6. What percentages of your money must be invested in the risky asset and the risk-free asset, respectively, to form a portfolio with an expected return of 13%?
A) 20% and 80% B) 25% and 75% C) 80% and 20% D) 75% and 25%
7. What percentages of your money must be invested in the risk-free asset and the risky asset, respectively, to form a portfolio with a standard deviation of 8%?
A) 67% and 33% B) 53% and 47% C) 27% and 73% D) 47% and 53%
8. A portfolio that has an expected return of 23% is formed by
A) borrowing $40 at the risk-free rate and investing the total amount ($140) in the risky asset. B) borrowing $80 at the risk-free rate and investing the total amount ($180) in the risky asset. C) borrowing $60 at the risk-free rate and investing the total amount ($160) in the risky asset. D) borrowing $85 at the risk-free rate and investing the total amount ($185) in the risky asset.
9. The slope of the CAL formed with the risky asset and the risk-free asset is equal to
A) 0.5667. B) 0.6667. C) 0.7667 D) 0.4667.
6. Suppose you invest x amount in risky investment and (100-x) in risk free invest
So, x*15%/100+(100-x)*5%/100=13%
or, 0.15x+5-0.05x=13
or, 0.10x=8
or,x=80
You will invest $80 in risky asset and (100-80)=$20 in risk free asset.
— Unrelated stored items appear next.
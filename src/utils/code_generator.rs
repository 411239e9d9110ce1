//! Deterministic short code generation.
//!
//! A code is derived from the SHA-256 digest of the URL string: the first 8
//! digest bytes are read as a big-endian `u64`, Base62-encoded and padded to
//! 11 digits, and the last [`CODE_LENGTH`] digits form the code. The same URL
//! therefore always maps to the same code, on every run and every node.
//!
//! On a collision the URL is salted with the attempt number and hashed again,
//! up to [`MAX_REGENERATE_ATTEMPTS`] times.

use sha2::{Digest, Sha256};

use crate::domain::error::DomainError;
use crate::domain::value_objects::{OriginalUrl, ShortCode};
use crate::utils::base62;

/// Length of generated codes.
pub const CODE_LENGTH: usize = 7;

/// Regeneration rounds allowed after the initial candidate.
pub const MAX_REGENERATE_ATTEMPTS: u32 = 3;

/// Derives short codes from original URLs.
#[derive(Debug, Clone, Copy, Default)]
pub struct CodeGenerator;

impl CodeGenerator {
    pub fn new() -> Self {
        Self
    }

    /// Returns the initial candidate code for `url`.
    pub fn generate(&self, url: &OriginalUrl) -> ShortCode {
        derive(url.as_str())
    }

    /// Returns the candidate for collision round `attempt` (1-based).
    ///
    /// Attempt `0` is the initial candidate, identical to [`Self::generate`].
    ///
    /// # Errors
    ///
    /// Returns [`DomainError::GenerationExhausted`] when `attempt` exceeds
    /// [`MAX_REGENERATE_ATTEMPTS`].
    pub fn regenerate(&self, url: &OriginalUrl, attempt: u32) -> Result<ShortCode, DomainError> {
        if attempt > MAX_REGENERATE_ATTEMPTS {
            return Err(DomainError::GenerationExhausted { attempt });
        }
        if attempt == 0 {
            return Ok(self.generate(url));
        }

        Ok(derive(&format!("{}:{}", url.as_str(), attempt)))
    }
}

fn derive(input: &str) -> ShortCode {
    let digest = Sha256::digest(input.as_bytes());

    let mut prefix = [0u8; 8];
    prefix.copy_from_slice(&digest[..8]);
    let value = u64::from_be_bytes(prefix);

    let encoded = base62::encode_padded(value);
    let code = &encoded[encoded.len() - CODE_LENGTH..];

    ShortCode::parse(code).expect("generated code is always 7 Base62 characters")
}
Option C is correct.
7.
Say, X amount of money must be invested in risky asset and (100-x) into risk free asset
So, X*15%/100+(100-X)*0%=8%
or, 0.15X=8
or, X= 8/0.15=53.33 or 53(Approx)
So, to get 8% standard deviation of the portfolio you will invest 53% in risky asset and (100%-53%)=47% in risk free asset.
8.
Say, you need to borrow X amount of money at risk free rate and invest (100+X) into the risky asset to get 23% expected return.
So, Expected return= (100+X)*15%-X*5%=23
or, 15+0.15X-0.05X=23
or, 0.10X=8
or, X=80
So, you need to borrow $80 at risk free rate and invest (100+80)=$180 into the risky asset to get expected return of 23%.
9.
When standard deviation is 0 (i.e. all money is in risk free investment), the expected return is=5% and when standard deviation is 15% (I.e. all money is in risky investment), then expected return=15%
So, slope of CAL= (15%-5%)/(15%-0%)=10%/15%=0.6667
Hence, slope of CAL is 0.6667. Option B is correct.